The Oregon Department of Corrections’ new prisoner communications service contract with Telmate significantly broadens the market for communicating with prisoners. In most U.S. prisons today, communication between prisoners and their friends and family outside of prison consists of in-person visits, paper mail, and telephone calls. In Oregon, prisoners’ approved family and friends can purchase additional communication services:
- online remote video visit with prisoner (66 cents a minute, with a 30-minute maximum)
- send text messages to the prisoner (44 cents per message, with discounts for multiple messages)
- send photographs to prisoner (60 cents per photo)

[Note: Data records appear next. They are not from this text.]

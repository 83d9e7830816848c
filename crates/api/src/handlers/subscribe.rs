use actix_web::{web, HttpResponse};
use chainwatch_domain::model::{ContactEmail, WatchedAddress};
use chainwatch_notifier::{render_subscription_confirmation, OutgoingMessage};
use metrics::counter;
use serde::{Deserialize, Serialize};
use tracing::{error, info};

use crate::state::AppState;

use super::ApiError;

#[derive(Debug, Default, Deserialize, Serialize)]
pub struct SubscribeRequest {
    #[serde(default)]
    pub address: Option<String>,
    #[serde(default)]
    pub email: Option<String>,
}

#[derive(Debug, Serialize, Deserialize)]
pub struct SubscribeResponse {
    pub success: bool,
    pub message: String,
}

pub async fn subscribe_handler(
    state: web::Data<AppState>,
    payload: web::Json<SubscribeRequest>,
) -> Result<HttpResponse, ApiError> {
    let (address, email) = validate(payload.into_inner()).inspect_err(|err| {
        counter!("api_subscribe_requests_total", "status" => "invalid").increment(1);
        info!(error = %err, "rejected subscribe request");
    })?;

    subscribe(&state, &address, &email).await.inspect_err(|err| {
        counter!("api_subscribe_requests_total", "status" => "upstream_error").increment(1);
        error!(address = %address, error = %err, "subscription failed");
    })?;

    counter!("api_subscribe_requests_total", "status" => "success").increment(1);
    info!(address = %address, "subscription stored");
    Ok(HttpResponse::Ok().json(SubscribeResponse {
        success: true,
        message: format!("Subscribed {email} to activity on {address}"),
    }))
}

fn validate(request: SubscribeRequest) -> Result<(WatchedAddress, ContactEmail), ApiError> {
    let address = non_blank(request.address).ok_or(ApiError::MissingField("address"))?;
    let email = non_blank(request.email).ok_or(ApiError::MissingField("email"))?;
    Ok((WatchedAddress::parse(&address)?, ContactEmail::parse(&email)?))
}

fn non_blank(value: Option<String>) -> Option<String> {
    value.filter(|value| !value.trim().is_empty())
}

async fn subscribe(
    state: &AppState,
    address: &WatchedAddress,
    email: &ContactEmail,
) -> Result<(), ApiError> {
    // The upstream stream must know the address before we promise alerts for it.
    state
        .registrar()
        .add_address(state.stream_id(), address.as_str())
        .await?;
    state.registry().put(address.as_str(), email.as_str());

    let confirmation = render_subscription_confirmation(address);
    state
        .mailer()
        .send(&OutgoingMessage::new(email.as_str(), &confirmation))
        .await?;
    Ok(())
}
use std::collections::BTreeSet;

use chainwatch_domain::model::{normalize_address, TriggeredBy, WebhookEvent};

/// Normalized addresses whose watch registration produced this event.
pub type AddressSet = BTreeSet<String>;

/// Collects `triggered_by` addresses from every entry list of the event.
///
/// Entries without `triggered_by` contribute nothing; an empty result is valid
/// and means no watched address can be attributed.
pub fn extract_addresses(event: &WebhookEvent) -> AddressSet {
    let mut addresses = AddressSet::new();
    collect(&mut addresses, &event.txs);
    collect(&mut addresses, &event.txs_internal);
    collect(&mut addresses, &event.logs);
    collect(&mut addresses, &event.erc20_transfers);
    collect(&mut addresses, &event.nft_transfers);
    addresses
}

fn collect<T: TriggeredBy>(addresses: &mut AddressSet, entries: &[T]) {
    for entry in entries {
        addresses.extend(
            entry
                .triggered_by()
                .iter()
                .map(|address| normalize_address(address))
                .filter(|address| !address.is_empty()),
        );
    }
}
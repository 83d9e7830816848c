//! Webhook-to-email pipeline and upstream clients.
//!
//! The API process embeds [`EventPipeline`] and hands it raw webhook bodies;
//! the `register-stream` binary uses [`MoralisStreams`] for one-off setup.

pub mod classifier;
pub mod dispatcher;
pub mod extractor;
pub mod pipeline;
pub mod render;
pub mod streams;
pub mod transport;

#[cfg(any(test, feature = "test-support"))]
pub mod test_support;

pub use classifier::classify;
pub use dispatcher::{DispatchOutcome, DispatchReport, NotificationDispatcher, RecipientSet};
pub use extractor::{extract_addresses, AddressSet};
pub use pipeline::{EventPipeline, ProcessOutcome};
pub use render::{
    format_units, render_activity, render_subscription_confirmation, Notification, RenderOptions,
};
pub use streams::{MoralisStreams, RegistrationError, StreamId, StreamRegistrar, StreamSpec};
pub use transport::{DeliveryError, Mailer, OutgoingMessage, SendGridMailer};
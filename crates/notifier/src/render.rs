//! Notification documents built from webhook events.
//!
//! Rendering is pure: it only reads the event and produces subject + HTML, so
//! the same document can be handed to every recipient and inspected in tests
//! without a transport.

use std::fmt::Write as _;

use chainwatch_domain::model::{
    Block, Erc20Transfer, MalformedEventError, NativeTransaction, NftTransfer, NotificationKind,
    WatchedAddress, WebhookEvent,
};
use chrono::DateTime;
use primitive_types::U256;

/// Decimals of the chain's native unit (wei → ether).
pub const NATIVE_DECIMALS: u32 = 18;
/// Native amounts always show at least this many fractional digits.
pub const NATIVE_MIN_FRACTION_DIGITS: usize = 4;

const DEFAULT_EXPLORER_TX_URL: &str = "https://etherscan.io/tx/";

/// A rendered, recipient-independent message.
#[derive(Debug, Clone, PartialEq, Eq)]
pub struct Notification {
    pub subject: String,
    pub html: String,
}

#[derive(Debug, Clone, PartialEq, Eq)]
pub struct RenderOptions {
    explorer_tx_url: String,
}

impl RenderOptions {
    pub fn new(explorer_tx_url: impl Into<String>) -> Self {
        Self {
            explorer_tx_url: explorer_tx_url.into(),
        }
    }

    fn tx_link(&self, hash: &str) -> String {
        let hash = escape_html(hash);
        format!(
            r#"<a href="{}{hash}" target="_blank">{hash}</a>"#,
            escape_html(&self.explorer_tx_url)
        )
    }
}

impl Default for RenderOptions {
    fn default() -> Self {
        Self::new(DEFAULT_EXPLORER_TX_URL)
    }
}

/// Builds the activity notification for a notifiable event.
pub fn render_activity(
    event: &WebhookEvent,
    kind: NotificationKind,
    options: &RenderOptions,
) -> Result<Notification, MalformedEventError> {
    let block = event
        .block
        .as_ref()
        .ok_or(MalformedEventError::MissingField("block"))?;
    let tag = display_tag(&event.tag);

    let (subject, heading) = match kind {
        NotificationKind::Confirmed => (
            format!("🔔 Activity on {tag}"),
            "🔔 On-chain Activity Detected",
        ),
        NotificationKind::FirstUnconfirmed => (
            format!("⏳ Pending activity on {tag}"),
            "⏳ Pending On-chain Activity",
        ),
    };

    let mut html = String::new();
    let _ = writeln!(html, "<h2>{heading}</h2>");
    if kind == NotificationKind::FirstUnconfirmed {
        html.push_str(
            "<p><em>This activity has not been confirmed yet and may still be reverted.</em></p>\n",
        );
    }
    push_header(&mut html, &tag, block);

    if let Some(tx) = event.primary_transaction() {
        push_native_transaction(&mut html, tx, options)?;
    }
    if !event.erc20_transfers.is_empty() {
        push_erc20_transfers(&mut html, &event.erc20_transfers, options)?;
    }
    if !event.nft_transfers.is_empty() {
        push_nft_transfers(&mut html, &event.nft_transfers, options);
    }

    Ok(Notification { subject, html })
}

/// Message sent right after a successful subscription.
pub fn render_subscription_confirmation(address: &WatchedAddress) -> Notification {
    let address = address.as_str();
    Notification {
        subject: format!("✅ Subscribed to on-chain alerts for {address}"),
        html: format!(
            "<h2>Subscription Confirmed!</h2>\n\
             <p>You will now receive email alerts whenever <strong>{address}</strong> does any on-chain activity.</p>\n\
             <p>Thank you for using our service.</p>\n"
        ),
    }
}

fn push_header(html: &mut String, tag: &str, block: &Block) {
    let time = format_block_time(block.timestamp.as_deref());
    let number = escape_html(block.number.as_deref().unwrap_or("unknown"));
    let hash = escape_html(block.hash.as_deref().unwrap_or("unknown"));
    let _ = writeln!(html, "<p><strong>Address:</strong> {}</p>", escape_html(tag));
    let _ = writeln!(html, "<p><strong>Time:</strong> {time}</p>");
    let _ = writeln!(
        html,
        "<p><strong>Block:</strong> {number} (<code>{hash}</code>)</p>"
    );
}

fn push_native_transaction(
    html: &mut String,
    tx: &NativeTransaction,
    options: &RenderOptions,
) -> Result<(), MalformedEventError> {
    let hash = tx
        .hash
        .as_deref()
        .filter(|hash| !hash.is_empty())
        .ok_or(MalformedEventError::MissingField("txs[0].hash"))?;
    let raw_value = tx.value.as_deref().unwrap_or("0");
    let value = format_units(raw_value, NATIVE_DECIMALS, NATIVE_MIN_FRACTION_DIGITS).ok_or_else(
        || MalformedEventError::InvalidAmount {
            field: "txs[0].value",
            value: raw_value.to_string(),
        },
    )?;

    html.push_str("<h3>Native Transaction</h3>\n");
    html.push_str(
        r#"<table border="1" cellpadding="5" cellspacing="0" style="border-collapse:collapse;">"#,
    );
    html.push('\n');
    let _ = writeln!(html, "<tr><th>Hash</th><td>{}</td></tr>", options.tx_link(hash));
    let _ = writeln!(html, "<tr><th>From</th><td>{}</td></tr>", field(&tx.from_address));
    let _ = writeln!(html, "<tr><th>To</th><td>{}</td></tr>", field(&tx.to_address));
    let _ = writeln!(html, "<tr><th>Value</th><td>{value} ETH</td></tr>");
    let _ = writeln!(
        html,
        "<tr><th>Gas Used</th><td>{}</td></tr>",
        field(&tx.receipt_gas_used)
    );
    html.push_str("</table>\n");
    Ok(())
}

fn push_erc20_transfers(
    html: &mut String,
    transfers: &[Erc20Transfer],
    options: &RenderOptions,
) -> Result<(), MalformedEventError> {
    html.push_str("<h3>ERC-20 Transfers</h3>\n");
    for transfer in transfers {
        let decimals = transfer
            .token_decimals
            .as_deref()
            .and_then(|raw| raw.trim().parse::<u8>().ok())
            .map(u32::from)
            .unwrap_or(NATIVE_DECIMALS);
        let raw_value = transfer.value.as_deref().unwrap_or("0");
        let amount = format_units(raw_value, decimals, 0).ok_or_else(|| {
            MalformedEventError::InvalidAmount {
                field: "erc20Transfers.value",
                value: raw_value.to_string(),
            }
        })?;
        let symbol = transfer
            .token_symbol
            .as_deref()
            .filter(|symbol| !symbol.is_empty())
            .map(escape_html)
            .unwrap_or_else(|| "tokens".to_string());
        let _ = writeln!(
            html,
            "<p>{} → {}, {amount} {symbol}<br>{}</p>",
            field(&transfer.from),
            field(&transfer.to),
            optional_link(&transfer.transaction_hash, options),
        );
    }
    Ok(())
}

fn push_nft_transfers(html: &mut String, transfers: &[NftTransfer], options: &RenderOptions) {
    html.push_str("<h3>NFT Transfers</h3>\n");
    for transfer in transfers {
        let _ = writeln!(
            html,
            "<p>{} → {}, TokenID: {}<br>{}</p>",
            field(&transfer.from),
            field(&transfer.to),
            field(&transfer.token_id),
            optional_link(&transfer.transaction_hash, options),
        );
    }
}

fn display_tag(tag: &str) -> String {
    let tag = tag.trim();
    if tag.is_empty() {
        "your watched address".to_string()
    } else {
        tag.to_string()
    }
}

fn field(value: &Option<String>) -> String {
    value
        .as_deref()
        .map(escape_html)
        .unwrap_or_else(|| "n/a".to_string())
}

fn optional_link(hash: &Option<String>, options: &RenderOptions) -> String {
    match hash.as_deref().filter(|hash| !hash.is_empty()) {
        Some(hash) => options.tx_link(hash),
        None => String::new(),
    }
}

/// Formats an integer amount of base units as a decimal string with thousands
/// separators, keeping every significant fractional digit and padding to
/// `min_fraction_digits`. Amounts cover the full uint256 range. Returns `None`
/// for non-decimal input or values wider than 256 bits.
pub fn format_units(raw: &str, decimals: u32, min_fraction_digits: usize) -> Option<String> {
    let raw = raw.trim();
    if raw.is_empty() || !raw.bytes().all(|byte| byte.is_ascii_digit()) {
        return None;
    }
    let value = U256::from_dec_str(raw).ok()?;

    // 10^decimals beyond 256 bits exceeds every representable value.
    let (whole, remainder) = match U256::from(10u8).checked_pow(U256::from(decimals)) {
        Some(divisor) => value.div_mod(divisor),
        None => (U256::zero(), value),
    };

    let mut fraction = if decimals == 0 {
        String::new()
    } else {
        format!("{:0>width$}", remainder.to_string(), width = decimals as usize)
    };
    while fraction.len() > min_fraction_digits && fraction.ends_with('0') {
        fraction.pop();
    }
    while fraction.len() < min_fraction_digits {
        fraction.push('0');
    }

    let whole = group_thousands(&whole.to_string());
    if fraction.is_empty() {
        Some(whole)
    } else {
        Some(format!("{whole}.{fraction}"))
    }
}

fn group_thousands(digits: &str) -> String {
    let mut grouped = String::with_capacity(digits.len() + digits.len() / 3);
    for (index, digit) in digits.chars().enumerate() {
        if index > 0 && (digits.len() - index) % 3 == 0 {
            grouped.push(',');
        }
        grouped.push(digit);
    }
    grouped
}

/// Unix seconds rendered in HTTP-date style, e.g. `Tue, 14 Nov 2023 22:13:20 GMT`.
fn format_block_time(timestamp: Option<&str>) -> String {
    timestamp
        .and_then(|raw| raw.trim().parse::<i64>().ok())
        .and_then(|secs| DateTime::from_timestamp(secs, 0))
        .map(|time| time.format("%a, %d %b %Y %H:%M:%S GMT").to_string())
        .unwrap_or_else(|| "unknown".to_string())
}

fn escape_html(raw: &str) -> String {
    let mut escaped = String::with_capacity(raw.len());
    for c in raw.chars() {
        match c {
            '&' => escaped.push_str("&amp;"),
            '<' => escaped.push_str("&lt;"),
            '>' => escaped.push_str("&gt;"),
            '"' => escaped.push_str("&quot;"),
            '\'' => escaped.push_str("&#39;"),
            _ => escaped.push(c),
        }
    }
    escaped
}
use std::{
    collections::HashMap,
    sync::{PoisonError, RwLock},
};

use crate::model::normalize_address;

/// Address → subscriber contact mapping shared by the subscribe endpoint and
/// the event pipeline.
///
/// Implementations normalize addresses themselves so callers may pass any
/// casing; input format is validated before it reaches the registry.
pub trait SubscriptionRegistry: Send + Sync {
    /// Stores or replaces the contact for `address`.
    fn put(&self, address: &str, contact: &str);

    fn lookup(&self, address: &str) -> Option<String>;

    fn len(&self) -> usize;

    fn is_empty(&self) -> bool {
        self.len() == 0
    }
}

/// Process-lifetime registry; nothing survives a restart.
#[derive(Debug, Default)]
pub struct InMemorySubscriptionRegistry {
    inner: RwLock<HashMap<String, String>>,
}

impl InMemorySubscriptionRegistry {
    pub fn new() -> Self {
        Self::default()
    }
}

impl SubscriptionRegistry for InMemorySubscriptionRegistry {
    fn put(&self, address: &str, contact: &str) {
        let mut guard = self.inner.write().unwrap_or_else(PoisonError::into_inner);
        guard.insert(normalize_address(address), contact.to_owned());
    }

    fn lookup(&self, address: &str) -> Option<String> {
        let guard = self.inner.read().unwrap_or_else(PoisonError::into_inner);
        guard.get(&normalize_address(address)).cloned()
    }

    fn len(&self) -> usize {
        self.inner
            .read()
            .unwrap_or_else(PoisonError::into_inner)
            .len()
    }
}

- leave voice mail message for prisoner (16 cents per minute, with three minute maximum)
In order to be able to receive text messages and photos, the prisoner must purchase a prison-approved MP3 player for $120 (4 Gig memory) or $140 (8 Gig memory). With the MP3 player, a prisoner can also download prison-approved songs for $1.75 per song.
This broader communication service market benefits everyone: prisoners and their family and friends, prison officials, prisoner communication service providers, and the general public. More communication between prisoners and law-abiding, caring persons outside of prison helps prisoners to re-integrate into law-abiding society when they are released. Everyone benefits from the associated reduction in crime. More communication between prisoners and their family and friends helps to keep prisoners busy and engaged in orderly life within prisons. That makes prison officials’ jobs easier. Moreover, email and video visits are more secure and provide better forensic resources than paper mail and in-person visits. That improves public safety. Prisoner communications service providers benefit from having a broader scope for their business. Since prisons typically receive a share of prisoner communication service providers’ revenue, improving the prisoner communications business generates more revenue for prisons.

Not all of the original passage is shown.